A meteor has left 2.1 kilotons of energy after exploding above the Thule Air Force base in Greenland that is home to ballistic missiles warning satellite.
Hans Kristensen, the Director of the Nuclear Information Project for the Federation of American Scientists, informed the public about the incident. The explosion was fortunately not misidentified as a Russian strike. If not, there are nearly 2,000 nuclear weapons on alert, ready to launch, Kristensen said.
The meteor, estimated to be the size of a small car, was detected by the U.S. government sensors at an altitude of 43.3 kilometers according to a space explorer at NASA's Jet Propulsion Laboratory who goes by the Twitter name "Rocket Ron."
The Thule Air Base is the Air Force's northernmost base, located 750 miles north of the Arctic Circle and 947 miles south of the North Pole.
Meteor explodes with 2.1 kilotons force 43 km above missile early warning radar at Thule Air Base. https://t.co/qGvhRDXyfK
We’re still here, so they correctly concluded it was not a Russian first strike. There are nearly 2,000 nukes on alert, ready to launch. pic.twitter.com/q01oJfRUp4 — Hans Kristensen (@nukestrat) August 1, 2018
Object With Unspecified Size
No major news outlet has made reports of the incident yet but specifics can be found via NASA's JPL Fireball and Bolide Data page. The page lists meteor explosions that are big enough to be detected by military satellites.

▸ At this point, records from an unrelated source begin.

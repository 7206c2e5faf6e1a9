//! Small declarative helpers shared by the HTTP apps.

#[cfg(feature = "actix")]
#[doc(hidden)]
pub mod __private {
    pub use actix_web::web::ServiceConfig;
}

/// Generate a `pub fn routes(cfg: &mut ServiceConfig)` registering handlers
/// and nested route modules, in order.
///
/// ```ignore
/// macros_utils::routes! {
///     route health_route,
///     module admin,
/// }
/// ```
///
/// `route` registers an actix handler generated by `#[get]`/`#[post]`/...;
/// `module` calls that module's own `routes` function.
#[cfg(feature = "actix")]
#[macro_export]
macro_rules! routes {
    ($($kind:ident $name:ident),* $(,)?) => {
        pub fn routes(cfg: &mut $crate::__private::ServiceConfig) {
            $( $crate::__register_route!(cfg, $kind $name); )*
        }
    };
}

#[cfg(feature = "actix")]
#[doc(hidden)]
#[macro_export]
macro_rules! __register_route {
    ($cfg:ident, route $name:ident) => {
        $cfg.service($name);
    };
    ($cfg:ident, module $name:ident) => {
        $cfg.configure($name::routes);
    };
}
use std::sync::atomic::{AtomicUsize, Ordering};

use deadpool::managed::{self, Pool, RecycleError, RecycleResult};
use libsql::{Connection, Database, Error as LibsqlError, params};

/// deadpool manager handing out connections to one local libsql database
pub struct LibsqlManager {
    database: Database,
    recycle_count: AtomicUsize,
}

impl LibsqlManager {
    pub fn new(database: Database) -> Self {
        Self { database, recycle_count: AtomicUsize::new(0) }
    }
}

impl managed::Manager for LibsqlManager {
    type Type = Connection;
    type Error = LibsqlError;

    async fn create(&self) -> Result<Self::Type, Self::Error> {
        let conn = self.database.connect()?;
        // Concurrent check-run writes and admin edits share the file
        conn.query("PRAGMA busy_timeout = 5000", ()).await?;
        Ok(conn)
    }

    async fn recycle(
        &self,
        conn: &mut Self::Type,
        _: &managed::Metrics,
    ) -> RecycleResult<Self::Error> {
        let recycle_count = self.recycle_count.fetch_add(1, Ordering::Relaxed) as u64;
        let row = conn
            .query("SELECT ?1", params![recycle_count])
            .await?
            .next()
            .await?
            .ok_or(LibsqlError::QueryReturnedNoRows)?;
        if row.get::<u64>(0)? != recycle_count {
            return Err(RecycleError::Message("Connection echoed a stale value".into()));
        }
        Ok(())
    }
}

pub type LibsqlPool = Pool<LibsqlManager>;

/// Open (or create) the database file and build a pool over it
pub async fn open(path: &std::path::Path, max_size: usize) -> anyhow::Result<LibsqlPool> {
    let database = libsql::Builder::new_local(path).build().await?;
    let pool = Pool::builder(LibsqlManager::new(database)).max_size(max_size.max(1)).build()?;
    Ok(pool)
}
//! Waymark CLI Binary Entry Point

use std::process;

use clap::Parser;
use waymark_cli::{execute, AppState, Cli};

fn main() {
    let cli = Cli::parse();

    let state = match AppState::load(cli.config.as_deref(), cli.tree.as_deref()) {
        Ok(state) => state,
        Err(e) => {
            eprintln!("Error: {:#}", e);
            process::exit(1);
        }
    };

    let filter = env_logger::Env::default().default_filter_or(state.log_level(cli.verbose));
    env_logger::Builder::from_env(filter).init();

    if let Ok(store) = state.store() {
        if store.is_empty() {
            log::warn!("content tree is empty, no request will resolve");
        } else {
            log::debug!("loaded {} nodes into store {}", store.len(), state.config.store);
        }
    }

    match execute(&state, &cli.command) {
        Ok(output) => println!("{}", output),
        Err(e) => {
            eprintln!("Error: {:#}", e);
            process::exit(1);
        }
    }
}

According to the records' description, an object of unspecified size was detected traveling at 24.4 kilometers per second or about 54,000 miles per hour. It was detected at 76.9 degrees' north latitude, 69.0 degrees' west longitude on July 25. It can be inferred based on these latitudes that the meteor hovered almost directly over Thule base.
Reacting to the news, Captain Hope Cronin, spokeswoman for the Air Force, said the base did not suffer any impact from the meteor explosion.
JoAnna Wendel, a NASA spokeswoman, said meteor explosions of this kind and size happened a few times a year. They result from the impact of small asteroids with Earth's atmosphere.
"By comparison, the 2013 meteor over Chelyabinsk, Russia released over 200 times the energy of the Greenland meteor," she said.
A Meteor The Size Of Mini Cooper
Phil Plait of SyFyWire compared the size of the Greenland meteor to the size of the Mini Cooper. It exploded while it was at 40 or more kilometers above the Thule base. In comparison, most of the meteors, like the ones during meteor shower events, only have the size comparable to a grain of sand.
Compared to a nuclear weapon, a meteor takes several seconds to explode while a nuke detonates immediately, giving off flashes of gamma rays. The Greenland meteor was also traveling faster than a missile.
Thule Air Base is where the 21st Space Wing's global network of sensors is stationed. It provides missile warning, space surveillance, and space control to North American Aerospace Defense Command and Air Force Space Command. The base also is home to the 12th Space Warning Squadron who operates a Ballistic Missile Early Warning System designed to detect and track ICBMs launched against the United States.